:: Try it ::
From the line below that contains "filename crates/preserve-ingest/src/store/postgres.rs" to the line that contains "to connect to", repeat every line exactly, both ends included, and nothing else.

:: Dataset extract ::
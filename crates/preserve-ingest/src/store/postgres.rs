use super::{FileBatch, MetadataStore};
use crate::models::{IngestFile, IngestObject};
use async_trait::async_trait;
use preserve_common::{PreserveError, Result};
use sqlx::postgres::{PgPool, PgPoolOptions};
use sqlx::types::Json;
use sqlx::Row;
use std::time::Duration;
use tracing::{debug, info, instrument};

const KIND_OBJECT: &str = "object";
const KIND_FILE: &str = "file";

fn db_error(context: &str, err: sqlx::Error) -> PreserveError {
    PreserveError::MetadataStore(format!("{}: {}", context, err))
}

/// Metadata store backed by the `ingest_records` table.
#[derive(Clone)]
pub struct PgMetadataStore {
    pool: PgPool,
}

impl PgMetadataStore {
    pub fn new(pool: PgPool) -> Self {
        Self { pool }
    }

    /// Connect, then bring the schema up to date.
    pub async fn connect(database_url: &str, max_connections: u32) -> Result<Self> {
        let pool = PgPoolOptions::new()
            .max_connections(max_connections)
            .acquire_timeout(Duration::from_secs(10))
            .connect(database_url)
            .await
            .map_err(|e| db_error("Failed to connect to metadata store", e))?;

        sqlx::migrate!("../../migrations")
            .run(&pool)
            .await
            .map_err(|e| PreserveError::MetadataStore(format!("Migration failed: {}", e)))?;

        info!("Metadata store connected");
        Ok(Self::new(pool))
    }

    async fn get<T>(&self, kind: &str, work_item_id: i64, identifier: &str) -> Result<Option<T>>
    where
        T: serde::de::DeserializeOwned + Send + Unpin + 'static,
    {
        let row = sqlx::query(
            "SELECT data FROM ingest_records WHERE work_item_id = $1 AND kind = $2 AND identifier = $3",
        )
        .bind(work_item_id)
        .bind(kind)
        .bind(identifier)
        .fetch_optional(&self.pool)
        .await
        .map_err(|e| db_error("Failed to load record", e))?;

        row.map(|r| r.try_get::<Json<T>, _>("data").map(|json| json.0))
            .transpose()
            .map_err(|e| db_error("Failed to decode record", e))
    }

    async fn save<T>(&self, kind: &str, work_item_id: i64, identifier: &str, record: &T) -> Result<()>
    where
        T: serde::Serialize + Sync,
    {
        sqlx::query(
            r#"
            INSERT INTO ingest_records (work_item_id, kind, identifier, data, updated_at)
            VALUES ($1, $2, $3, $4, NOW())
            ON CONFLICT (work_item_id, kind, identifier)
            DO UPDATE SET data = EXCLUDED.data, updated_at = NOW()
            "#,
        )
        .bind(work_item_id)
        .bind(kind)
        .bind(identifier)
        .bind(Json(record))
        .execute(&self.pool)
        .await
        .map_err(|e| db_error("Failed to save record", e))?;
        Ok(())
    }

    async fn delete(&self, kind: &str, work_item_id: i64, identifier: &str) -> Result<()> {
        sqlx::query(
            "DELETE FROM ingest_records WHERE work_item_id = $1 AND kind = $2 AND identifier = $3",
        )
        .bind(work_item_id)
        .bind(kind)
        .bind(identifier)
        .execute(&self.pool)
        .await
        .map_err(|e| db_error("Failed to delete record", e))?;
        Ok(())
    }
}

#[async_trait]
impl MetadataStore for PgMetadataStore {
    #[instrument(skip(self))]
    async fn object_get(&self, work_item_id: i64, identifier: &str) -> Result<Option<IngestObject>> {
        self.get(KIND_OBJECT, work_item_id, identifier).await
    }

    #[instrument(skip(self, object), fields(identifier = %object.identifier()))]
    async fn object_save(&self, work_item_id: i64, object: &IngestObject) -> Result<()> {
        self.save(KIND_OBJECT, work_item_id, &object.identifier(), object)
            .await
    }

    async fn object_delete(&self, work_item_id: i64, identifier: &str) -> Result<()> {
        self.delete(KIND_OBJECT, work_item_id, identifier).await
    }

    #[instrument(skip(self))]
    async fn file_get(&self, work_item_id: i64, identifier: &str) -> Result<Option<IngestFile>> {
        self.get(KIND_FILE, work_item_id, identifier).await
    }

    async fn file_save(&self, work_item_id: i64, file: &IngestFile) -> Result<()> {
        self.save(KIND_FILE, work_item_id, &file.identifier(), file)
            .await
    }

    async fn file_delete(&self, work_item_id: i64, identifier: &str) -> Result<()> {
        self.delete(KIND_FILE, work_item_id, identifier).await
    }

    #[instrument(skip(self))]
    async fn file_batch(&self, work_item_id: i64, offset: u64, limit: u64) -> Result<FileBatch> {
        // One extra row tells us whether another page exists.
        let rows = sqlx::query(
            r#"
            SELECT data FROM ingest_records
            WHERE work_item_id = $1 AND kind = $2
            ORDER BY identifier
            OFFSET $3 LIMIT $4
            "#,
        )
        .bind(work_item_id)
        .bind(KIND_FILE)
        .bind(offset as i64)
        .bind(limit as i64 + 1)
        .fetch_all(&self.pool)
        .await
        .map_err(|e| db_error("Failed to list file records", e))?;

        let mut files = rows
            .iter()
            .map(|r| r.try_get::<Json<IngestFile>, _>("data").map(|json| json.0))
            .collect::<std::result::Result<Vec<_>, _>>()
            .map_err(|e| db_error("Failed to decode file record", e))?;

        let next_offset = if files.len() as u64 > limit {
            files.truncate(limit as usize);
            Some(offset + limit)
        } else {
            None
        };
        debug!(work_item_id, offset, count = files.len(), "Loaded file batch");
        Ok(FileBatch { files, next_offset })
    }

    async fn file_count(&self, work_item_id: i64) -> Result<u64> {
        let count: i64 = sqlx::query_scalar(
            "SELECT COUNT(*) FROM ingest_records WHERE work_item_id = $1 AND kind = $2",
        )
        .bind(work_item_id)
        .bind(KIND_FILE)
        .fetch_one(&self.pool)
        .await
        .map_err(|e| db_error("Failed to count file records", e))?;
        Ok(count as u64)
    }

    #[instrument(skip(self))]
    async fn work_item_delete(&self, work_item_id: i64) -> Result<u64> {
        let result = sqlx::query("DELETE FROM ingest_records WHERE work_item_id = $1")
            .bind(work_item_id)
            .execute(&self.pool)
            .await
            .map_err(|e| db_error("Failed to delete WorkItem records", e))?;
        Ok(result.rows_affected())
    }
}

--

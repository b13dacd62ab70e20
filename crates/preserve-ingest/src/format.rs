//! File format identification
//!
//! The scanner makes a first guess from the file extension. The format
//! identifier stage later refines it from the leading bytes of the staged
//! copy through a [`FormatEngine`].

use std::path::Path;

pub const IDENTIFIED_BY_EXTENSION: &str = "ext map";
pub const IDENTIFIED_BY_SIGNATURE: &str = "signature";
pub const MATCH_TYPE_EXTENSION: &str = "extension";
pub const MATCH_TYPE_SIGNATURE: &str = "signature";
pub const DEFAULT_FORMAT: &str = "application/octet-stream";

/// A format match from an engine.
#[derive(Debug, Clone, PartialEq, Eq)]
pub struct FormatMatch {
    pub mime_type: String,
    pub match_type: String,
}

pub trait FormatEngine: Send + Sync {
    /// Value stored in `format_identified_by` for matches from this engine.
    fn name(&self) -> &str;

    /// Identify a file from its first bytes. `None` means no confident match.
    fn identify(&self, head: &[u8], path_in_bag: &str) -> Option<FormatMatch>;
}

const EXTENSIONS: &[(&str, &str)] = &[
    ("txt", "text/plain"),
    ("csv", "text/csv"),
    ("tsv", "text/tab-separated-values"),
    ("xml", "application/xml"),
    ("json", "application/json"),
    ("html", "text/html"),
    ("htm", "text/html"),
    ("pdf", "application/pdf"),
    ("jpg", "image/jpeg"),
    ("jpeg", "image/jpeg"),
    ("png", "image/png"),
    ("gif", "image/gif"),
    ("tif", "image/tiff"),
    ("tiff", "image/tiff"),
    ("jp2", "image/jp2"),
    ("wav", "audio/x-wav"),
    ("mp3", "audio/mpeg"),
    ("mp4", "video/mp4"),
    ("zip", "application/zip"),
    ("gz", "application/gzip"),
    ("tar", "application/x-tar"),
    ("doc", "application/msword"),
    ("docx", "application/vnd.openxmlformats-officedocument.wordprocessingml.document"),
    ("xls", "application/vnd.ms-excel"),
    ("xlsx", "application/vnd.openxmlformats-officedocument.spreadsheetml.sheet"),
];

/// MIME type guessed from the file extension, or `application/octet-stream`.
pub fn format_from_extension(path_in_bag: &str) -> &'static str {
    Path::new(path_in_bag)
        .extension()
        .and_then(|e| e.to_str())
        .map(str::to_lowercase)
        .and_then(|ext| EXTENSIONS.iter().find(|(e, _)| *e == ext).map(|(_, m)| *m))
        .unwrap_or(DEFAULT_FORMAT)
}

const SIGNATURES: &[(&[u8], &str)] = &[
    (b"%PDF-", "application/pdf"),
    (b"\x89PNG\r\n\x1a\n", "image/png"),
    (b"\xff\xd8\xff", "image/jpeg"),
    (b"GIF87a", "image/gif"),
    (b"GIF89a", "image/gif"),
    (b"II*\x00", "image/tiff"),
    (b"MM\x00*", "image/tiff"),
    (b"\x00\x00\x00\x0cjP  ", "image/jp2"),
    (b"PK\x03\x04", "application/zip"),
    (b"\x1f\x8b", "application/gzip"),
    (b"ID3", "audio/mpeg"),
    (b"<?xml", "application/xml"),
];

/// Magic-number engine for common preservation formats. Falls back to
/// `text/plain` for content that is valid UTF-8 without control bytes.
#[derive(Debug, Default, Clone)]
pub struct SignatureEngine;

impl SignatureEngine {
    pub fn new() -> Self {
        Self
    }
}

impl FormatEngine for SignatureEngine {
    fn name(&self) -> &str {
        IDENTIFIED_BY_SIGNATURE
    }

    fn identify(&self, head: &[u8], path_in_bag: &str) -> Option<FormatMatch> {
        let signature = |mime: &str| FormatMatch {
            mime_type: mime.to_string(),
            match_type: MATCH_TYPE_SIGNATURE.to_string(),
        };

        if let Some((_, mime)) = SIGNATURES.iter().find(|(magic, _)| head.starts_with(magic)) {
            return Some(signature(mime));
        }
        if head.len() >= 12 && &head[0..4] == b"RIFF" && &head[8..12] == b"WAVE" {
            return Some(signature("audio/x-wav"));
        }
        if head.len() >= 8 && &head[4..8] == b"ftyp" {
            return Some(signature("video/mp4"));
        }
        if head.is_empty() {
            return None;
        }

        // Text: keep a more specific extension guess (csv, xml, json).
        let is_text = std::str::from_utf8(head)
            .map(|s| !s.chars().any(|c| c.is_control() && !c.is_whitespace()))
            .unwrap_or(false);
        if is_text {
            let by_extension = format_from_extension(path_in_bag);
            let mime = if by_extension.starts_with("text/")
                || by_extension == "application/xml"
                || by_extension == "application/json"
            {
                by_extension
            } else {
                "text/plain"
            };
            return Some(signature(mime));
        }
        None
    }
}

:: Output of the task ::
filename crates/preserve-ingest/src/store/postgres.rs
use super::{FileBatch, MetadataStore};
use crate::models::{IngestFile, IngestObject};
use async_trait::async_trait;
use preserve_common::{PreserveError, Result};
use sqlx::postgres::{PgPool, PgPoolOptions};
use sqlx::types::Json;
use sqlx::Row;
use std::time::Duration;
use tracing::{debug, info, instrument};

const KIND_OBJECT: &str = "object";
const KIND_FILE: &str = "file";

fn db_error(context: &str, err: sqlx::Error) -> PreserveError {
    PreserveError::MetadataStore(format!("{}: {}", context, err))
}

/// Metadata store backed by the `ingest_records` table.
#[derive(Clone)]
pub struct PgMetadataStore {
    pool: PgPool,
}

impl PgMetadataStore {
    pub fn new(pool: PgPool) -> Self {
        Self { pool }
    }

    /// Connect, then bring the schema up to date.
    pub async fn connect(database_url: &str, max_connections: u32) -> Result<Self> {
        let pool = PgPoolOptions::new()
            .max_connections(max_connections)
            .acquire_timeout(Duration::from_secs(10))
            .connect(database_url)
            .await
            .map_err(|e| db_error("Failed to connect to metadata store", e))?;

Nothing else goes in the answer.